> [How to complete this task]: From the listing below, count the lines that contain the string "worker", then state only that number.
------------------------------------------------------------
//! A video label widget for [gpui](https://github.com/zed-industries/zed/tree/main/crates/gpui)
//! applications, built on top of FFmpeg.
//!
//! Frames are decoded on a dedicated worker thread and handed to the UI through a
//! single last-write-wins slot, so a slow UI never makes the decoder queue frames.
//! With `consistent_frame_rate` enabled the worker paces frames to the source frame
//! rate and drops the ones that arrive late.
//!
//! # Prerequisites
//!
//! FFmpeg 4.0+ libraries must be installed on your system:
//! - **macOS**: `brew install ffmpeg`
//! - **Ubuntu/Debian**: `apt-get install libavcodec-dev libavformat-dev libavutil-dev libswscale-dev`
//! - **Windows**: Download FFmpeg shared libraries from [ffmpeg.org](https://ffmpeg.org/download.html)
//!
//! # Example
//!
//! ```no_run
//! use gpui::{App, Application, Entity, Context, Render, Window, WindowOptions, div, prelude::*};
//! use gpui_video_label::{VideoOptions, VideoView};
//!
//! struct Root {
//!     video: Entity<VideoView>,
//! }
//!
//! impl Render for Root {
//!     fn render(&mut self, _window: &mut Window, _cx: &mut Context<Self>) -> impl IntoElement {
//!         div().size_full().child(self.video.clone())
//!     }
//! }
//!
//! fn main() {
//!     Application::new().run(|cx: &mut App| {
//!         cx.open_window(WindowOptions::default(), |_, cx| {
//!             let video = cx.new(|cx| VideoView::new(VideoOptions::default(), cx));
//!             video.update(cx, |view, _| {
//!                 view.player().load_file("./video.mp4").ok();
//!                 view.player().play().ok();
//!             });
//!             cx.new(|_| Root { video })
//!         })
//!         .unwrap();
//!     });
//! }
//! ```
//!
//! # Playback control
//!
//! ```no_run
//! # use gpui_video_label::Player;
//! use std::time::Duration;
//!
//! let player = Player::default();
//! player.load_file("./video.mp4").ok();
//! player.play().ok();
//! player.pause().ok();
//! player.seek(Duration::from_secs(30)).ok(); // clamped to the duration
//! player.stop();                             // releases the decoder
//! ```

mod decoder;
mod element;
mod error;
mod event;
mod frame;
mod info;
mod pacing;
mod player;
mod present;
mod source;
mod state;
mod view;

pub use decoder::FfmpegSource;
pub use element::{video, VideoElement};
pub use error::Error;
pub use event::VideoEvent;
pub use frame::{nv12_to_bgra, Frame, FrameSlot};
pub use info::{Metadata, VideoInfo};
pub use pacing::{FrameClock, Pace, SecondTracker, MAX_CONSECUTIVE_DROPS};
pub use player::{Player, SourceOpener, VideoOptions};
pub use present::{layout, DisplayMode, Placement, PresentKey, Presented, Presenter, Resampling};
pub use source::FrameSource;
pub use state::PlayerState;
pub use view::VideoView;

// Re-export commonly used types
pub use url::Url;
------------------------------------------------------------
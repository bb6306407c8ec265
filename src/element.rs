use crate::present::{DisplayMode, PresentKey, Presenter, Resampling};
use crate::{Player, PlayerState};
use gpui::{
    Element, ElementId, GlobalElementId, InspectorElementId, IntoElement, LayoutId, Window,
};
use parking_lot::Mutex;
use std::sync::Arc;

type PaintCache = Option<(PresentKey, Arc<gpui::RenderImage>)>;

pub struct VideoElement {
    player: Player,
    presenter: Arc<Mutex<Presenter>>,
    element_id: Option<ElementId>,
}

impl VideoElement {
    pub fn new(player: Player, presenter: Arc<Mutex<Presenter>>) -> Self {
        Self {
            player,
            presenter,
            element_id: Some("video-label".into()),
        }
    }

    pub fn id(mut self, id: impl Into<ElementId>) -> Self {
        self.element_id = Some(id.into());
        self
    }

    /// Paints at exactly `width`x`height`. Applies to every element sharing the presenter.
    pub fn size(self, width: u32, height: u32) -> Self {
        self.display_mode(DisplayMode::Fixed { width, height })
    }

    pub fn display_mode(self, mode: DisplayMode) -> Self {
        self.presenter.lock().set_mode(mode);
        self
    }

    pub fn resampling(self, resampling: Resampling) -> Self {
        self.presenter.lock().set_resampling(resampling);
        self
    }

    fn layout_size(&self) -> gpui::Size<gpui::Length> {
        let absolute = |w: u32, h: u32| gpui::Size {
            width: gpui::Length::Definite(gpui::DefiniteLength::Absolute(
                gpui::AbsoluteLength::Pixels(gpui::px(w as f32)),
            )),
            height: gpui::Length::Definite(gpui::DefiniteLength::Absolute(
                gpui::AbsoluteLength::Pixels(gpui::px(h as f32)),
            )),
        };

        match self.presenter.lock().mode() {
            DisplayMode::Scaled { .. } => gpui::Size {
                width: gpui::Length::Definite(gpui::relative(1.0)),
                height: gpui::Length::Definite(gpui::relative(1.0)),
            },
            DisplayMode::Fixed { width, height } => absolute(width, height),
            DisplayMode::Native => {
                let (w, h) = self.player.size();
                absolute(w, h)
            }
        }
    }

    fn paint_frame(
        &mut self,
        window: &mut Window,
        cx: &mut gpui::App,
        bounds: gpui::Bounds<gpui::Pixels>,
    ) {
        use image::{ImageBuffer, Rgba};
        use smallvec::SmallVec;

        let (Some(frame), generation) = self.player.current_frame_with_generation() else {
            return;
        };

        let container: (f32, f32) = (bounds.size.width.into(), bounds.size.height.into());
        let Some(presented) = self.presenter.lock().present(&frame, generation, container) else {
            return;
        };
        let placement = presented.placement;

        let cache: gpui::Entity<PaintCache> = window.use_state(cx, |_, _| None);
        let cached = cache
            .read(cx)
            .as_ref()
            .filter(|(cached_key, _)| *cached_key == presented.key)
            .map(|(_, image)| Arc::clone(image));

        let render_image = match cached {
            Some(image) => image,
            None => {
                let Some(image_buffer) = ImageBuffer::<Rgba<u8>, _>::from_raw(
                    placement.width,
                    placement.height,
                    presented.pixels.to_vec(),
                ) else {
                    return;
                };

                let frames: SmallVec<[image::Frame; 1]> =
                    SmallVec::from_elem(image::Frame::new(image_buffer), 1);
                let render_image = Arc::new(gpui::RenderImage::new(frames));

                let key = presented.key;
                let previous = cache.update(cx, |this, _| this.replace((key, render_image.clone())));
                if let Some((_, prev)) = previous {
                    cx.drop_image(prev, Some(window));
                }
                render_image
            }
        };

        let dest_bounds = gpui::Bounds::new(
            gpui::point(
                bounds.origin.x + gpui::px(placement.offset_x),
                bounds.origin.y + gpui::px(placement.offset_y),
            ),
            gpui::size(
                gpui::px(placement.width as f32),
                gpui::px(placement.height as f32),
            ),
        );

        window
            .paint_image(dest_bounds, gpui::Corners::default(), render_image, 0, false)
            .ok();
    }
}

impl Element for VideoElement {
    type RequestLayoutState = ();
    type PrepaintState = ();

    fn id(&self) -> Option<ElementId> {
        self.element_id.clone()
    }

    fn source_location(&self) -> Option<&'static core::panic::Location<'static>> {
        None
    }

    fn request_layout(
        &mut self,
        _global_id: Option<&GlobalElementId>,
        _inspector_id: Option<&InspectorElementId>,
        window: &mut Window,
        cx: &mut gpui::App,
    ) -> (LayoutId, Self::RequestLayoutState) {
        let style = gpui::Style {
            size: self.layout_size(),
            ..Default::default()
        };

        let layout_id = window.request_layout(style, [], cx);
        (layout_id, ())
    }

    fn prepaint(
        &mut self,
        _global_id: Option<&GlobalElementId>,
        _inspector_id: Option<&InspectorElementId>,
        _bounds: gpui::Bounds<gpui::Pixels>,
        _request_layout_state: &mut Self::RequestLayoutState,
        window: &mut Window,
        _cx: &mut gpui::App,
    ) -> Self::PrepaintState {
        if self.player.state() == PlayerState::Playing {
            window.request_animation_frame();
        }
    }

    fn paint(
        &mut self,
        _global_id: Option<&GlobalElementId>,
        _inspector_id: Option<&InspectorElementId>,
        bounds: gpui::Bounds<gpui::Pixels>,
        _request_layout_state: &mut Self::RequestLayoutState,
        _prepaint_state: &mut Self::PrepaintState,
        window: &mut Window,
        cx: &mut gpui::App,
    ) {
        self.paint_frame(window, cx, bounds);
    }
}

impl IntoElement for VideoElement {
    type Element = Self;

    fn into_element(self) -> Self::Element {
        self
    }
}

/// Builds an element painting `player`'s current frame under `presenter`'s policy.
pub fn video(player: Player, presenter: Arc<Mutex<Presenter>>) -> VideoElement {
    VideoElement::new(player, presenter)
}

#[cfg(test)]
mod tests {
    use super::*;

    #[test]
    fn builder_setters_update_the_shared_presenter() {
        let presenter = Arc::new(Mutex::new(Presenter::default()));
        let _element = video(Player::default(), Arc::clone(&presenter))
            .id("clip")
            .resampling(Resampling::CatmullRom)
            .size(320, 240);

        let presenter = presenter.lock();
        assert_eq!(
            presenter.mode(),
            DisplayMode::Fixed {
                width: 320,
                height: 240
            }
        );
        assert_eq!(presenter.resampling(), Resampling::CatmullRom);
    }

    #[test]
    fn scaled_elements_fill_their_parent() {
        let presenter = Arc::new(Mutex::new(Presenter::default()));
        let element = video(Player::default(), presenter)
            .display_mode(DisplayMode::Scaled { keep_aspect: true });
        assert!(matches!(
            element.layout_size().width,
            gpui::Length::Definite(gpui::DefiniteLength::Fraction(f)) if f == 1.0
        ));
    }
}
------------------------------------------------------------
> [Solved exercise]: 2